If you navigate to this link: [https://www.airlinequality.com/airline-reviews/british-airways] you will see this data. Now, we can use `Python` and `BeautifulSoup` to collect all the links to the reviews and then to collect the text data on each of the individual review links.

In [3]:
import requests
from bs4 import BeautifulSoup
import pandas as pd

In [56]:
base_url = "https://www.airlinequality.com/airline-reviews/british-airways"
pages = 10
page_size = 100

reviews = []

# for i in range(1, pages + 1):
for i in range(1, pages + 1):

    print(f"Scraping page {i}")

    # Create URL to collect links from paginated data
    url = f"{base_url}/page/{i}/?sortby=post_date%3ADesc&pagesize={page_size}"
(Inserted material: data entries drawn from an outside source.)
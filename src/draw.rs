//! Scalar draws against a caller-supplied RNG.
//!
//! Thin, allocation-free helpers used by the selection code and exported for
//! callers that need matching scalar variates. Every function takes the RNG
//! explicitly; seed it (`StdRng::seed_from_u64`, `ChaCha8Rng::seed_from_u64`)
//! for reproducible streams.

use rand::prelude::*;
use rand_distr::{Distribution, StandardNormal};

/// Uniform draw in `[0, 1)`.
#[inline]
pub fn standard_uniform<R: Rng + ?Sized>(rng: &mut R) -> f64 {
    rng.random()
}

/// Uniform draw in `[lo, hi)`.
///
/// Computed as `lo + (hi - lo) * u` with `u` in `[0, 1)`; a degenerate range
/// (`lo == hi`) always returns `lo`.
pub fn uniform<R: Rng + ?Sized>(lo: f64, hi: f64, rng: &mut R) -> f64 {
    lo + (hi - lo) * standard_uniform(rng)
}

/// Bernoulli draw: `true` with probability `p`.
///
/// `p` at or below 0 never fires, `p` at or above 1 always fires.
pub fn bernoulli<R: Rng + ?Sized>(p: f64, rng: &mut R) -> bool {
    standard_uniform(rng) < p
}

/// Uniform integer draw in `[0, hi_exclusive)`.
///
/// # Panics
///
/// Panics if `hi_exclusive == 0`.
#[inline]
pub fn uniform_int<R: Rng + ?Sized>(hi_exclusive: usize, rng: &mut R) -> usize {
    assert!(hi_exclusive > 0, "uniform_int: hi_exclusive must be > 0");
    rng.random_range(0..hi_exclusive)
}

/// Uniform integer draw in `[lo, hi_exclusive)`.
///
/// # Panics
///
/// Panics if `hi_exclusive <= lo`.
pub fn uniform_int_in<R: Rng + ?Sized>(lo: usize, hi_exclusive: usize, rng: &mut R) -> usize {
    assert!(
        hi_exclusive > lo,
        "uniform_int_in: hi_exclusive must be > lo"
    );
    rng.random_range(lo..hi_exclusive)
}

/// Draw from the standard normal N(0, 1).
pub fn standard_normal<R: Rng + ?Sized>(rng: &mut R) -> f64 {
    StandardNormal.sample(rng)
}

/// Normal draw: the unit variate scaled by `scale` and shifted by `mean`.
pub fn normal<R: Rng + ?Sized>(mean: f64, scale: f64, rng: &mut R) -> f64 {
    mean + scale * standard_normal(rng)
}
    # Collect HTML data from this page
    response = requests.get(url)

    # Parse content
    content = response.content
    parsed_content = BeautifulSoup(content, 'html.parser')
    for para in parsed_content.find_all("div", {"class": "text_content"}):
        reviews.append(para.get_text())
    
    print(f"   ---> {len(reviews)} total reviews")

Scraping page 1
   ---> 100 total reviews
Scraping page 2
   ---> 200 total reviews
Scraping page 3
   ---> 300 total reviews
Scraping page 4
   ---> 400 total reviews
Scraping page 5
   ---> 500 total reviews
Scraping page 6
   ---> 600 total reviews
Scraping page 7
   ---> 700 total reviews
Scraping page 8
   ---> 800 total reviews
Scraping page 9
   ---> 900 total reviews
Scraping page 10
   ---> 1000 total reviews


In [57]:
df = pd.DataFrame()
df["reviews"] = reviews
df.head()

Unnamed: 0,reviews
0,Not Verified | At Copenhagen the most chaotic...
1,✅ Trip Verified | Worst experience of my life...
2,✅ Trip Verified | Due to code sharing with Ca...
3,✅ Trip Verified | LHR check in was quick at t...
4,✅ Trip Verified | I wouldn't recommend Britis...


In [58]:
df.to_csv("../DS-data/BA_reviews.csv")



Congratulations! Now you have your dataset for this task! The loops above collected 1000 reviews by iterating through the paginated pages on the website. However, if you want to collect more data, try increasing the number of pages!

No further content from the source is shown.